▶ What this task involves:
Copy exactly, please, each line of the data below until the line that contains "#[derive(Debug, thiserror::Error)]" has been copied, beginning at the top.

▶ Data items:
================
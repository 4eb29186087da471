//! Headless front-end for the voice controller.
//!
//! Voice events are written to stdout as newline-delimited JSON. Stdin takes
//! one command per line (`press`, `release`, `start`, `stop`, `confirm`,
//! `cancel`, `snapshot`, `devices`, `help`, `quit`). Tracing output belongs on stderr so stdout stays a clean
//! event stream.

use crate::{
    audio::{ClipRecorder, MicrophoneRecorder},
    capture::CaptureMode,
    dispatch::{ActionSurface, MediaOp, SurfaceLayout, SurfaceTarget},
    settings::{SettingsError, SettingsStore},
    state::{ControllerError, VoiceEvent, VoiceSessionController},
};
use serde::Serialize;
use std::sync::{Arc, Mutex as StdMutex};
use tokio::io::{AsyncBufReadExt, AsyncWrite, AsyncWriteExt, BufReader};
use tokio::sync::{broadcast, Mutex};
use tracing::{info, warn};

#[derive(Debug, thiserror::Error)]
pub enum ConsoleError {
    #[error("settings error: {0}")]
    Settings(#[from] SettingsError),
    #[error("controller error: {0}")]
    Controller(#[from] ControllerError),
    #[error("console io error: {0}")]
    Io(#[from] std::io::Error),
}

#[derive(Debug, Clone, Copy, PartialEq, Eq)]
pub enum ConsoleCommand {
    Press,
    Release,
    Start,
    Stop,
    Confirm,
    Decline,
    Snapshot,
    Devices,
    Help,
    Quit,
}

pub fn parse_console_command(line: &str) -> Option<ConsoleCommand> {
    match line.trim().to_ascii_lowercase().as_str() {
        "press" | "p" => Some(ConsoleCommand::Press),
        "release" | "r" => Some(ConsoleCommand::Release),
        "start" => Some(ConsoleCommand::Start),
        "stop" | "s" => Some(ConsoleCommand::Stop),
        "confirm" | "yes" | "y" | "si" | "sí" => Some(ConsoleCommand::Confirm),
        "cancel" | "no" | "n" => Some(ConsoleCommand::Decline),
        "snapshot" | "status" => Some(ConsoleCommand::Snapshot),
        "devices" | "d" => Some(ConsoleCommand::Devices),
        "help" | "h" | "?" => Some(ConsoleCommand::Help),
        "quit" | "q" | "exit" => Some(ConsoleCommand::Quit),
        _ => None,
    }
}

/// A stand-in for the web app: three screens, each exposing its own fields
/// and buttons. Actions are logged instead of performed.
pub struct ConsoleSurface {
    layout: SurfaceLayout,
    route: StdMutex<String>,
}

impl ConsoleSurface {
    pub fn new(layout: SurfaceLayout) -> Self {
        let route = layout.login_route.clone();
        Self {
            layout,
            route: StdMutex::new(route),
        }
    }

    pub fn current_route(&self) -> String {
        self.route
            .lock()
            .map(|route| route.clone())
            .unwrap_or_default()
    }

    fn on_screen(&self, id: &str) -> bool {
        let route = self.current_route();
        let layout = &self.layout;
        if route == layout.login_route {
            id == layout.login_button
                || layout.email_fields.first().is_some_and(|field| field == id)
                || layout.password_fields.first().is_some_and(|field| field == id)
        } else if route == layout.register_route {
            id == layout.register_button
                || layout.email_fields.iter().skip(1).any(|field| field == id)
                || layout.password_fields.iter().skip(1).any(|field| field == id)
                || layout.confirm_password_fields.iter().any(|field| field == id)
        } else if route == layout.camera_route {
            id == layout.capture_button || id == layout.upload_button
        } else {
            false
        }
    }
}

impl ActionSurface for ConsoleSurface {
    fn is_eligible(&self, target: &SurfaceTarget) -> bool {
        match target {
            SurfaceTarget::Field(id) | SurfaceTarget::Control(id) => self.on_screen(id),
            SurfaceTarget::Route(_) | SurfaceTarget::Media | SurfaceTarget::Session => true,
        }
    }

    fn navigate(&self, route: &str) -> bool {
        let Ok(mut current) = self.route.lock() else {
            return false;
        };
        info!(from = %current, to = route, "surface navigate");
        *current = route.to_string();
        true
    }

    fn fill_field(&self, field_id: &str, text: &str) -> bool {
        // Values may be passwords; only the length is logged.
        info!(field = field_id, chars = text.chars().count(), "surface fill");
        true
    }

    fn click_control(&self, control_id: &str) -> bool {
        info!(control = control_id, "surface click");
        true
    }

    fn control_media(&self, op: MediaOp) -> bool {
        info!(?op, "surface media");
        true
    }

    fn end_session(&self) -> bool {
        info!("surface end session");
        self.navigate(&self.layout.login_route)
    }
}

/// Loads settings, wires the microphone and console surface into a
/// controller, and runs until stdin closes or `quit` arrives.
pub async fn run() -> Result<(), ConsoleError> {
    let store = SettingsStore::new()?;
    let settings = store.load()?.with_env_overrides();
    info!(
        path = %store.path().display(),
        mode = ?settings.capture_mode,
        backend = %settings.transcription_base_url,
        "visionvoice starting"
    );

    let recorder = Arc::new(MicrophoneRecorder::with_input_device(
        settings.input_device.clone(),
    ));
    let surface = Arc::new(ConsoleSurface::new(SurfaceLayout::default()));
    let controller = Arc::new(VoiceSessionController::new(
        settings.clone(),
        Arc::clone(&recorder) as Arc<dyn ClipRecorder>,
        surface,
    )?);

    let writer = Arc::new(Mutex::new(tokio::io::stdout()));
    let forwarder = tokio::spawn(forward_events(controller.subscribe(), Arc::clone(&writer)));

    match settings.capture_mode {
        CaptureMode::Continuous => {
            if let Err(err) = controller.start_continuous().await {
                warn!(error = %err, "continuous mode did not start; send `start` to retry");
            }
        }
        CaptureMode::PushToTalk => {
            controller.check_microphone().await;
        }
    }

    let result = read_commands(&controller, &recorder, &writer).await;

    controller.stop().await;
    forwarder.abort();
    let _ = forwarder.await;
    info!("visionvoice shut down");
    result
}

async fn read_commands<W>(
    controller: &Arc<VoiceSessionController>,
    recorder: &Arc<MicrophoneRecorder>,
    writer: &Arc<Mutex<W>>,
) -> Result<(), ConsoleError>
where
    W: AsyncWrite + Unpin,
{
    let mut lines = BufReader::new(tokio::io::stdin()).lines();
    while let Some(line) = lines.next_line().await? {
        if line.trim().is_empty() {
            continue;
        }
        let Some(command) = parse_console_command(&line) else {
            warn!(input = %line.trim(), "unknown console command");
            continue;
        };
        match command {
            ConsoleCommand::Press => {
                if let Err(err) = controller.push_to_talk_pressed().await {
                    warn!(error = %err, "push-to-talk press rejected");
                }
            }
            ConsoleCommand::Release => {
                controller.push_to_talk_released().await;
            }
            ConsoleCommand::Start => {
                if let Err(err) = controller.start_continuous().await {
                    warn!(error = %err, "continuous mode did not start");
                }
            }
            ConsoleCommand::Stop => {
                controller.stop().await;
            }
            ConsoleCommand::Confirm => {
                if controller.confirm_pending().await.is_none() {
                    warn!("no command is waiting for confirmation");
                }
            }
            ConsoleCommand::Decline => {
                if controller.decline_pending().await.is_none() {
                    warn!("no command is waiting for confirmation");
                }
            }
            ConsoleCommand::Snapshot => {
                let snapshot = controller.snapshot().await;
                write_json(writer, &snapshot).await?;
            }
            ConsoleCommand::Devices => {
                let recorder = Arc::clone(recorder);
                let devices = tokio::task::spawn_blocking(move || recorder.list_input_devices())
                    .await
                    .unwrap_or_default();
                write_json(writer, &devices).await?;
            }
            ConsoleCommand::Help => {
                let rules = controller.interpreter().describe();
                write_json(writer, &rules).await?;
            }
            ConsoleCommand::Quit => break,
        }
    }
    Ok(())
}

/// Copies controller events to `writer` as JSON lines until the channel
/// closes or the writer fails.
pub async fn forward_events<W>(
    mut events: broadcast::Receiver<VoiceEvent>,
    writer: Arc<Mutex<W>>,
) where
    W: AsyncWrite + Unpin,
{
    loop {
        match events.recv().await {
            Ok(event) => {
                if let Err(err) = write_json(&writer, &event).await {
                    warn!(error = %err, "failed to write voice event; stopping forwarder");
                    break;
                }
            }
            Err(broadcast::error::RecvError::Lagged(skipped)) => {
                warn!(skipped, "event forwarder lagged; some events were dropped");
            }
            Err(broadcast::error::RecvError::Closed) => break,
        }
    }
}

async fn write_json<W, T>(writer: &Arc<Mutex<W>>, value: &T) -> Result<(), ConsoleError>
where
    W: AsyncWrite + Unpin,
    T: Serialize,
{
    let mut line = serde_json::to_vec(value)
        .map_err(|err| ConsoleError::Io(std::io::Error::other(err)))?;
    line.push(b'\n');
    let mut writer = writer.lock().await;
    writer.write_all(&line).await?;
    writer.flush().await?;
    Ok(())
}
================
▶ Task answer:
repository 4eb29186087da471
//! Headless front-end for the voice controller.
//!
//! Voice events are written to stdout as newline-delimited JSON. Stdin takes
//! one command per line (`press`, `release`, `start`, `stop`, `confirm`,
//! `cancel`, `snapshot`, `devices`, `help`, `quit`). Tracing output belongs on stderr so stdout stays a clean
//! event stream.

use crate::{
    audio::{ClipRecorder, MicrophoneRecorder},
    capture::CaptureMode,
    dispatch::{ActionSurface, MediaOp, SurfaceLayout, SurfaceTarget},
    settings::{SettingsError, SettingsStore},
    state::{ControllerError, VoiceEvent, VoiceSessionController},
};
use serde::Serialize;
use std::sync::{Arc, Mutex as StdMutex};
use tokio::io::{AsyncBufReadExt, AsyncWrite, AsyncWriteExt, BufReader};
use tokio::sync::{broadcast, Mutex};
use tracing::{info, warn};

#[derive(Debug, thiserror::Error)]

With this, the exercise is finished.